Starting with the grid, it is upsetting to note that in most of the East and West African countries for which we have comparative data, businesses pay 25 to 100% more for the electricity from the grid than businesses pay in other parts of the world.
The world average end-user tariff for businesses in 2019 was $0.12 per kWh. The same year businesses in Kenya paid $0.18 per kWh, and those in Uganda $0.16 per kWh. In West Africa, the tariffs paid by businesses there ranged from $0.16 per kWh in Nigeria to $0.24 in Senegal and Guinea respectively. The business tariff in Ghana was $0.19 and in Ivory coast $0.17 per kWh.

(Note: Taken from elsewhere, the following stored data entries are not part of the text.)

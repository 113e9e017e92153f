use std::io::{self, Read, Write};

use crate::shell_state::ShellState;

pub fn run(
    _argv: &[String],
    _stdin: &mut dyn Read,
    _stdout: &mut dyn Write,
    _stderr: &mut dyn Write,
    state: &mut ShellState,
) -> io::Result<()> {
    state.exit = true;
    Ok(())
}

In addition to the costs of electricity from the grid, businesses in Sub-Saharan Africa spend on average more than 30% of total energy cost on fuel for back-up generators, at a cost of 0.40 $ per kWh or more depending on local conditions and logistics.
Solar is competitive
The good news is that businesses easily can reduce their energy cost by enabling solar PV installations on their factory rooftop or ground. From our experience and analysis, businesses in Sub-Saharan Africa can reduce their daytime electricity costs by 25–50%, subject to local variations in yield, costs and execution models. Access to third-party financing is regularly cited as the main barrier to rapid deployment of on-site solar in Africa.

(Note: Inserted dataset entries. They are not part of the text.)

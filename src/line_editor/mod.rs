//! Raw-key line editor: history browsing, tab completion, bell on
//! ambiguity. Prints to and reads from the real terminal; the prompt is
//! assumed to be `$ ` (two columns) per spec.md's design notes, so the
//! redraw sequences below clear exactly back to it.

use std::io::{self, Write};

use crate::builtins;
use crate::history::History;

#[cfg(unix)]
mod posix;
#[cfg(windows)]
mod win32;

#[cfg(unix)]
use posix as raw;
#[cfg(windows)]
use win32 as raw;

const BEL: u8 = 0x07;

/// One raw keystroke, decoded from whatever multi-byte sequence the
/// terminal sent (e.g. `ESC [ A` for the up arrow).
#[derive(Debug, PartialEq, Eq)]
pub enum Key {
    Char(char),
    Backspace,
    Enter,
    Up,
    Down,
    Tab,
    Eof,
    Other,
}

/// Reads one line from the terminal in raw mode. Returns `None` on EOF
/// (spec.md: terminate the REPL cleanly, no special Ctrl-D handling beyond
/// treating it like any other read failure).
pub fn read_line(history: &History) -> io::Result<Option<String>> {
    let _raw_mode = raw::RawMode::enable()?;
    let mut stdout = io::stdout();

    let mut buffer = String::new();
    // One past the last history entry: the "live" position.
    let mut cursor = history.len();
    let mut live_buffer = String::new();
    let mut consecutive_tabs = false;

    loop {
        let key = raw::read_key()?;
        if !matches!(key, Key::Tab) {
            consecutive_tabs = false;
        }

        match key {
            Key::Eof => return Ok(None),
            Key::Char(c) => {
                buffer.push(c);
                write!(stdout, "{c}")?;
                stdout.flush()?;
            }
            Key::Backspace => {
                if buffer.pop().is_some() {
                    write!(stdout, "\u{8} \u{8}")?;
                    stdout.flush()?;
                }
            }
            Key::Enter => {
                write!(stdout, "\r\n")?;
                stdout.flush()?;
                return Ok(Some(buffer));
            }
            Key::Up => {
                if cursor > 0 {
                    if cursor == history.len() {
                        live_buffer = buffer.clone();
                    }
                    cursor -= 1;
                    buffer = history.get(cursor + 1).unwrap_or("").to_string();
                    redraw_line(&mut stdout, &buffer)?;
                }
            }
            Key::Down => {
                if cursor < history.len() {
                    cursor += 1;
                    buffer = if cursor == history.len() {
                        live_buffer.clone()
                    } else {
                        history.get(cursor + 1).unwrap_or("").to_string()
                    };
                    redraw_line(&mut stdout, &buffer)?;
                }
            }
            Key::Tab => {
                if buffer.contains(' ') {
                    consecutive_tabs = false;
                    continue;
                }
                let matches = builtins::completions(&buffer);
                consecutive_tabs = match matches.len() {
                    0 => {
                        stdout.write_all(&[BEL])?;
                        stdout.flush()?;
                        false
                    }
                    1 => {
                        buffer = format!("{} ", matches[0]);
                        redraw_line(&mut stdout, &buffer)?;
                        false
                    }
                    _ => {
                        let lcp = longest_common_prefix(&matches);
                        if lcp.len() > buffer.len() {
                            buffer = lcp;
                            redraw_line(&mut stdout, &buffer)?;
                            false
                        } else if !consecutive_tabs {
                            stdout.write_all(&[BEL])?;
                            stdout.flush()?;
                            true
                        } else {
                            write!(stdout, "\r\n{}\r\n$ {}", matches.join("  "), buffer)?;
                            stdout.flush()?;
                            false
                        }
                    }
                };
            }
            Key::Other => {}
        }
    }
}

fn redraw_line(stdout: &mut io::Stdout, buffer: &str) -> io::Result<()> {
    write!(stdout, "\r$ \u{1b}[K{buffer}")?;
    stdout.flush()
}

fn longest_common_prefix(strings: &[String]) -> String {
    let Some(first) = strings.first() else {
        return String::new();
    };
    let mut prefix_len = first.chars().count();
    for s in &strings[1..] {
        let common = first
            .chars()
            .zip(s.chars())
            .take_while(|(a, b)| a == b)
            .count();
        prefix_len = prefix_len.min(common);
    }
    first.chars().take(prefix_len).collect()
}

#[cfg(test)]
mod tests {
    use super::*;

    #[test]
    fn lcp_of_single_string_is_itself() {
        assert_eq!(longest_common_prefix(&["echo".to_string()]), "echo");
    }

    #[test]
    fn lcp_of_disjoint_strings_is_empty() {
        assert_eq!(
            longest_common_prefix(&["echo".to_string(), "pwd".to_string()]),
            ""
        );
    }

    #[test]
    fn lcp_extends_typed_prefix() {
        assert_eq!(
            longest_common_prefix(&["echo".to_string(), "exit".to_string()]),
            "e"
        );
    }
}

Finance for on-site solar energy generation is today available, including from the impact equity fund managed by Empower. But for businesses to reap the benefits, governments have a vital role to play:
Net-metering: Many companies don’t operate 24/7. All over the world, energy-users get paid for electricity they don’t use but inject back to the grid, but this is not yet possible in Sub-Saharan Africa. The absence of net-metering makes investments in on-site solar PV much less attractive, and leads to waste of valuable, clean electricity. Long-term contracts: In most parts of the world, the standard business model for on-site solar PV is long-term so-called private Power Purchase Agreements (PPAs) between the user and the third-party solar power provider/investor. With the PPA, the buyer is obliged to pay only for electricity that is actually generated and delivered, without having to worry about operation and maintenance. Unfortunately, with the exception of Kenya and Nigeria, PPAs are not yet allowed in most parts of Sub-Saharan Africa. (Ghana is a case of «in between», as only larger industrial users are allowed so sign private PPAs). As a consequence of these prohibitive regulations, businesses seeking third-party financing for its solar power supply must rely on rental or lease contracts, a structure generally seen as less attractive for offtakers and investors. Boosting competitiveness
To conclude, the regulatory environment across Sub-Saharan Africa punishes companies who seek to replace polluting fossil fuel with solar, and awards companies who continue to rely on polluting diesel back-up power. Governments can boost the competitiveness of their industry and accelerate electrification by opening their energy markets to allow for on-site solar PV generation.
Scaling local solar generation is furthermore a cost-efficient roadmap for addressing several UN Sustainable Development Goals. For every million dollars invested in on-site solar generation in Sub-Saharan Africa, 15–30.000 tons of CO
2 will be saved over the next 30 years, and 50–100 jobs created.
The Corona-pandemic is a crisis, but it is also a unique opportunity for Africa to put competitiveness and sustainable industrialisation on top of the agenda.